RECORD EXTRACTS:
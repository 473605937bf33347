//! Detail-page parsing for the enrichment pipeline.
//!
//! Detail pages across portals share a shape: label/value pairs in a table
//! or definition list, plus attached documents. This parser mines those
//! pairs by label keyword instead of per-source selectors, so enrichment
//! works on any source with a direct URL.

use scraper::{Html, Selector};
use url::Url;

use licita_core::dates;
use licita_core::models::AttachedFile;

/// Field-additive facts recovered from a detail page.
#[derive(Debug, Default, Clone)]
pub struct DetailFields {
    pub description: Option<String>,
    pub budget_text: Option<String>,
    pub currency: Option<String>,
    pub opening_date: Option<chrono::NaiveDate>,
    pub expedient_number: Option<String>,
    pub attached_files: Vec<AttachedFile>,
}

impl DetailFields {
    pub fn is_empty(&self) -> bool {
        self.description.is_none()
            && self.budget_text.is_none()
            && self.opening_date.is_none()
            && self.expedient_number.is_none()
            && self.attached_files.is_empty()
    }
}

/// Parses a detail page. Synchronous: `scraper::Html` never crosses an
/// await point.
pub fn parse_detail(body: &str, base: &Url) -> DetailFields {
    let document = Html::parse_document(body);
    let mut fields = DetailFields::default();

    let tr_sel = Selector::parse("tr").expect("static selector");
    let cell_sel = Selector::parse("th, td").expect("static selector");
    for row in document.select(&tr_sel) {
        let cells: Vec<String> = row
            .select(&cell_sel)
            .map(|c| collapse(&c.text().collect::<String>()))
            .collect();
        if cells.len() >= 2 {
            apply_pair(&mut fields, &cells[0], &cells[1..].join(" "));
        }
    }

    let dt_sel = Selector::parse("dt").expect("static selector");
    let dd_sel = Selector::parse("dd").expect("static selector");
    for (dt, dd) in document.select(&dt_sel).zip(document.select(&dd_sel)) {
        apply_pair(
            &mut fields,
            &collapse(&dt.text().collect::<String>()),
            &collapse(&dd.text().collect::<String>()),
        );
    }

    // Free-text fallback for the opening date.
    if fields.opening_date.is_none() {
        let text = collapse(&document.root_element().text().collect::<String>());
        fields.opening_date =
            dates::find_labeled_date(&text, &["fecha de apertura", "apertura"]);
    }

    let pdf_sel =
        Selector::parse("a[href$='.pdf'], a[href$='.PDF'], a[href$='.doc'], a[href$='.docx']")
            .expect("static selector");
    for link in document.select(&pdf_sel) {
        if let Some(href) = link.value().attr("href") {
            if let Ok(absolute) = base.join(href) {
                let url = absolute.to_string();
                if fields.attached_files.iter().any(|f| f.url == url) {
                    continue;
                }
                let label = collapse(&link.text().collect::<String>());
                fields.attached_files.push(AttachedFile {
                    filename: if label.is_empty() {
                        filename_of(&absolute)
                    } else {
                        label
                    },
                    url,
                    mime: mime_of(&absolute),
                    size: None,
                });
            }
        }
    }

    fields
}

fn apply_pair(fields: &mut DetailFields, label: &str, value: &str) {
    let label = label.to_lowercase();
    let value = value.trim();
    if value.is_empty() {
        return;
    }
    if (label.contains("objeto") || label.contains("descripci")) && fields.description.is_none() {
        fields.description = Some(value.to_string());
    } else if (label.contains("presupuesto") || label.contains("monto"))
        && fields.budget_text.is_none()
    {
        fields.budget_text = Some(value.to_string());
        if fields.currency.is_none() {
            fields.currency = dates::detect_currency(value).map(str::to_string);
        }
    } else if label.contains("moneda") && fields.currency.is_none() {
        fields.currency = dates::detect_currency(value).map(str::to_string);
    } else if label.contains("apertura") && fields.opening_date.is_none() {
        fields.opening_date = dates::parse_date(value);
    } else if label.contains("expediente") && fields.expedient_number.is_none() {
        fields.expedient_number = Some(value.to_string());
    }
}

fn collapse(s: &str) -> String {
    s.split_whitespace().collect::<Vec<_>>().join(" ")
}

fn filename_of(url: &Url) -> String {
    url.path_segments()
        .and_then(|mut s| s.next_back().map(str::to_string))
        .filter(|s| !s.is_empty())
        .unwrap_or_else(|| "documento".to_string())
}

fn mime_of(url: &Url) -> Option<String> {
    let path = url.path().to_lowercase();
    if path.ends_with(".pdf") {
        Some("application/pdf".to_string())
    } else if path.ends_with(".doc") {
        Some("application/msword".to_string())
    } else if path.ends_with(".docx") {
        Some(
            "application/vnd.openxmlformats-officedocument.wordprocessingml.document".to_string(),
        )
    } else {
        None
    }
}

EXERCISE BRIEF: Using the entries shown above, reproduce verbatim the lines from the line bearing "a direct URL." to the line bearing "for row in document.select(&tr_sel)", inclusive.

EXERCISE RESPONSE:
//! works on any source with a direct URL.

use scraper::{Html, Selector};
use url::Url;

use licita_core::dates;
use licita_core::models::AttachedFile;

/// Field-additive facts recovered from a detail page.
#[derive(Debug, Default, Clone)]
pub struct DetailFields {
    pub description: Option<String>,
    pub budget_text: Option<String>,
    pub currency: Option<String>,
    pub opening_date: Option<chrono::NaiveDate>,
    pub expedient_number: Option<String>,
    pub attached_files: Vec<AttachedFile>,
}

impl DetailFields {
    pub fn is_empty(&self) -> bool {
        self.description.is_none()
            && self.budget_text.is_none()
            && self.opening_date.is_none()
            && self.expedient_number.is_none()
            && self.attached_files.is_empty()
    }
}

/// Parses a detail page. Synchronous: `scraper::Html` never crosses an
/// await point.
pub fn parse_detail(body: &str, base: &Url) -> DetailFields {
    let document = Html::parse_document(body);
    let mut fields = DetailFields::default();

    let tr_sel = Selector::parse("tr").expect("static selector");
    let cell_sel = Selector::parse("th, td").expect("static selector");
    for row in document.select(&tr_sel) {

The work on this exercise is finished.